//! In-memory [`ChainReader`].
//!
//! Backs the test suite and the offline `check --ethereum-state` /
//! `--lukso-state` mode. State is plain serde data so it can be loaded from
//! a JSON file.

use std::collections::{BTreeMap, BTreeSet};
use std::path::Path;
use std::sync::atomic::{AtomicBool, AtomicU64, Ordering};
use std::sync::RwLock;

use async_trait::async_trait;
use serde::{Deserialize, Serialize};

use super::{Chain, ChainError, ChainReader, ChainResult};
use crate::challenge::signature::recover_address;
use crate::gating::ethereum::normalize_name;
use crate::gating::{Address, Amount, TokenId};

/// One account's state
#[derive(Debug, Clone, Default, PartialEq, Eq, Serialize, Deserialize)]
#[serde(default)]
pub struct MockAccount {
    pub native_balance: Amount,
    /// Fungible token contract -> balance
    pub fungible: BTreeMap<Address, Amount>,
    /// NFT collection -> number of tokens held
    pub nft_counts: BTreeMap<Address, Amount>,
    pub primary_name: Option<String>,
    /// Accounts this account follows
    pub following: BTreeSet<Address>,
    /// Keys allowed to sign for this account (contract accounts only)
    pub controllers: BTreeSet<Address>,
    /// Raw signatures (lowercase hex, no `0x`) the account accepts as-is
    pub accepted_signatures: BTreeSet<String>,
}

#[derive(Debug, Clone, PartialEq, Eq, Serialize, Deserialize)]
pub struct MockNftOwner {
    pub contract: Address,
    pub token_id: TokenId,
    pub owner: Address,
}

#[derive(Debug, Clone, PartialEq, Eq, Serialize, Deserialize)]
pub struct MockMultiBalance {
    pub contract: Address,
    pub token_id: TokenId,
    pub account: Address,
    pub balance: Amount,
}

/// Whole-chain state
#[derive(Debug, Clone, Default, PartialEq, Eq, Serialize, Deserialize)]
#[serde(default)]
pub struct MockChainState {
    pub accounts: BTreeMap<Address, MockAccount>,
    pub nft_owners: Vec<MockNftOwner>,
    pub multi_balances: Vec<MockMultiBalance>,
    /// Normalized name -> address it resolves to
    pub names: BTreeMap<String, Address>,
}

impl MockChainState {
    /// Load state from a JSON file
    pub fn load(path: &Path) -> ChainResult<Self> {
        let contents = std::fs::read_to_string(path)
            .map_err(|e| ChainError::Transport(format!("{}: {}", path.display(), e)))?;
        serde_json::from_str(&contents)
            .map_err(|e| ChainError::Decode(format!("{}: {}", path.display(), e)))
    }

    pub fn account_mut(&mut self, address: Address) -> &mut MockAccount {
        self.accounts.entry(address).or_default()
    }

    pub fn set_nft_owner(&mut self, contract: Address, token_id: TokenId, owner: Address) {
        self.nft_owners
            .retain(|n| !(n.contract == contract && n.token_id == token_id));
        self.nft_owners.push(MockNftOwner {
            contract,
            token_id,
            owner,
        });
    }

    pub fn set_multi_balance(
        &mut self,
        contract: Address,
        token_id: TokenId,
        account: Address,
        balance: Amount,
    ) {
        self.multi_balances.retain(|m| {
            !(m.contract == contract && m.token_id == token_id && m.account == account)
        });
        self.multi_balances.push(MockMultiBalance {
            contract,
            token_id,
            account,
            balance,
        });
    }

    pub fn set_name(&mut self, name: &str, address: Address) {
        self.names.insert(normalize_name(name), address);
    }
}

/// [`ChainReader`] over [`MockChainState`]
pub struct MockChainReader {
    chain: Chain,
    state: RwLock<MockChainState>,
    offline: AtomicBool,
    reads: AtomicU64,
}

impl MockChainReader {
    pub fn new(chain: Chain) -> Self {
        Self::with_state(chain, MockChainState::default())
    }

    pub fn with_state(chain: Chain, state: MockChainState) -> Self {
        Self {
            chain,
            state: RwLock::new(state),
            offline: AtomicBool::new(false),
            reads: AtomicU64::new(0),
        }
    }

    /// Mutate the state in place
    pub fn update<F: FnOnce(&mut MockChainState)>(&self, f: F) -> ChainResult<()> {
        let mut state = self
            .state
            .write()
            .map_err(|_| ChainError::Transport("Lock poisoned".to_string()))?;
        f(&mut state);
        Ok(())
    }

    /// Make every read fail with a transport error
    pub fn set_offline(&self, offline: bool) {
        self.offline.store(offline, Ordering::Relaxed);
    }

    /// Number of reads served since construction
    pub fn read_count(&self) -> u64 {
        self.reads.load(Ordering::Relaxed)
    }

    fn read<T, F: FnOnce(&MockChainState) -> ChainResult<T>>(&self, f: F) -> ChainResult<T> {
        self.reads.fetch_add(1, Ordering::Relaxed);
        if self.offline.load(Ordering::Relaxed) {
            return Err(ChainError::Transport(format!("{} mock is offline", self.chain)));
        }
        let state = self
            .state
            .read()
            .map_err(|_| ChainError::Transport("Lock poisoned".to_string()))?;
        f(&state)
    }
}

#[async_trait]
impl ChainReader for MockChainReader {
    fn chain(&self) -> Chain {
        self.chain
    }

    async fn native_balance(&self, account: Address) -> ChainResult<Amount> {
        self.read(|s| {
            Ok(s.accounts
                .get(&account)
                .map(|a| a.native_balance)
                .unwrap_or_default())
        })
    }

    async fn fungible_balance(&self, contract: Address, account: Address) -> ChainResult<Amount> {
        self.read(|s| {
            Ok(s.accounts
                .get(&account)
                .and_then(|a| a.fungible.get(&contract).copied())
                .unwrap_or_default())
        })
    }

    async fn nft_count(&self, contract: Address, account: Address) -> ChainResult<Amount> {
        self.read(|s| {
            let explicit = s
                .accounts
                .get(&account)
                .and_then(|a| a.nft_counts.get(&contract).copied());
            let owned = s
                .nft_owners
                .iter()
                .filter(|n| n.contract == contract && n.owner == account)
                .count() as u128;
            Ok(explicit.unwrap_or(Amount(owned)))
        })
    }

    async fn nft_owner(
        &self,
        contract: Address,
        token_id: TokenId,
    ) -> ChainResult<Option<Address>> {
        self.read(|s| {
            Ok(s.nft_owners
                .iter()
                .find(|n| n.contract == contract && n.token_id == token_id)
                .map(|n| n.owner))
        })
    }

    async fn multi_token_balance(
        &self,
        contract: Address,
        account: Address,
        token_id: TokenId,
    ) -> ChainResult<Amount> {
        if self.chain != Chain::Ethereum {
            return Err(ChainError::Unsupported {
                chain: self.chain,
                operation: "ERC-1155 balances",
            });
        }
        self.read(|s| {
            Ok(s.multi_balances
                .iter()
                .find(|m| m.contract == contract && m.token_id == token_id && m.account == account)
                .map(|m| m.balance)
                .unwrap_or_default())
        })
    }

    async fn resolve_name(&self, name: &str) -> ChainResult<Option<Address>> {
        let name = normalize_name(name);
        self.read(|s| Ok(s.names.get(&name).copied()))
    }

    async fn primary_name(&self, account: Address) -> ChainResult<Option<String>> {
        self.read(|s| {
            let name = s.accounts.get(&account).and_then(|a| a.primary_name.clone());
            Ok(name.filter(|n| s.names.get(&normalize_name(n)) == Some(&account)))
        })
    }

    async fn follower_count(&self, account: Address) -> ChainResult<u64> {
        self.read(|s| {
            Ok(s.accounts
                .values()
                .filter(|a| a.following.contains(&account))
                .count() as u64)
        })
    }

    async fn is_following(&self, follower: Address, followee: Address) -> ChainResult<bool> {
        self.read(|s| {
            Ok(s.accounts
                .get(&follower)
                .map(|a| a.following.contains(&followee))
                .unwrap_or(false))
        })
    }

    async fn is_valid_signature(
        &self,
        contract: Address,
        hash: [u8; 32],
        signature: &[u8],
    ) -> ChainResult<bool> {
        let signer = recover_address(&hash, signature).ok();
        let raw = hex::encode(signature);
        self.read(|s| {
            Ok(s.accounts.get(&contract).is_some_and(|a| {
                a.accepted_signatures.contains(&raw)
                    || signer.is_some_and(|signer| a.controllers.contains(&signer))
            }))
        })
    }
}

#[cfg(test)]
mod tests {
    use super::*;

    fn addr(byte: u8) -> Address {
        Address::from_bytes([byte; 20])
    }

    #[tokio::test]
    async fn test_follower_count_derived_from_edges() {
        let reader = MockChainReader::new(Chain::Lukso);
        reader
            .update(|s| {
                s.account_mut(addr(1)).following.insert(addr(3));
                s.account_mut(addr(2)).following.insert(addr(3));
            })
            .unwrap();
        assert_eq!(reader.follower_count(addr(3)).await.unwrap(), 2);
        assert!(reader.is_following(addr(1), addr(3)).await.unwrap());
        assert!(!reader.is_following(addr(3), addr(1)).await.unwrap());
    }

    #[tokio::test]
    async fn test_primary_name_requires_forward_match() {
        let reader = MockChainReader::new(Chain::Ethereum);
        reader
            .update(|s| {
                s.account_mut(addr(1)).primary_name = Some("alice.eth".to_string());
                s.set_name("alice.eth", addr(2));
            })
            .unwrap();
        assert_eq!(reader.primary_name(addr(1)).await.unwrap(), None);

        reader.update(|s| s.set_name("Alice.eth", addr(1))).unwrap();
        assert_eq!(
            reader.primary_name(addr(1)).await.unwrap(),
            Some("alice.eth".to_string())
        );
    }

    #[tokio::test]
    async fn test_offline_reads_fail() {
        let reader = MockChainReader::new(Chain::Ethereum);
        reader.set_offline(true);
        assert!(matches!(
            reader.native_balance(addr(1)).await,
            Err(ChainError::Transport(_))
        ));
        assert_eq!(reader.read_count(), 1);
    }

    #[test]
    fn test_state_loads_from_json() {
        let json = r#"{
            "accounts": {
                "0x1111111111111111111111111111111111111111": {
                    "native_balance": "1000",
                    "following": ["0x2222222222222222222222222222222222222222"]
                }
            },
            "names": { "bob.eth": "0x2222222222222222222222222222222222222222" }
        }"#;
        let state: MockChainState = serde_json::from_str(json).unwrap();
        assert_eq!(state.accounts[&addr(0x11)].native_balance, Amount(1000));
        assert_eq!(state.names["bob.eth"], addr(0x22));
    }
}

=======

* ASSIGNED TASK
Go line by line through the data and copy any that contain "find".

* ANSWER SECTION
                .find(|n| n.contract == contract && n.token_id == token_id)
                .find(|m| m.contract == contract && m.token_id == token_id && m.account == account)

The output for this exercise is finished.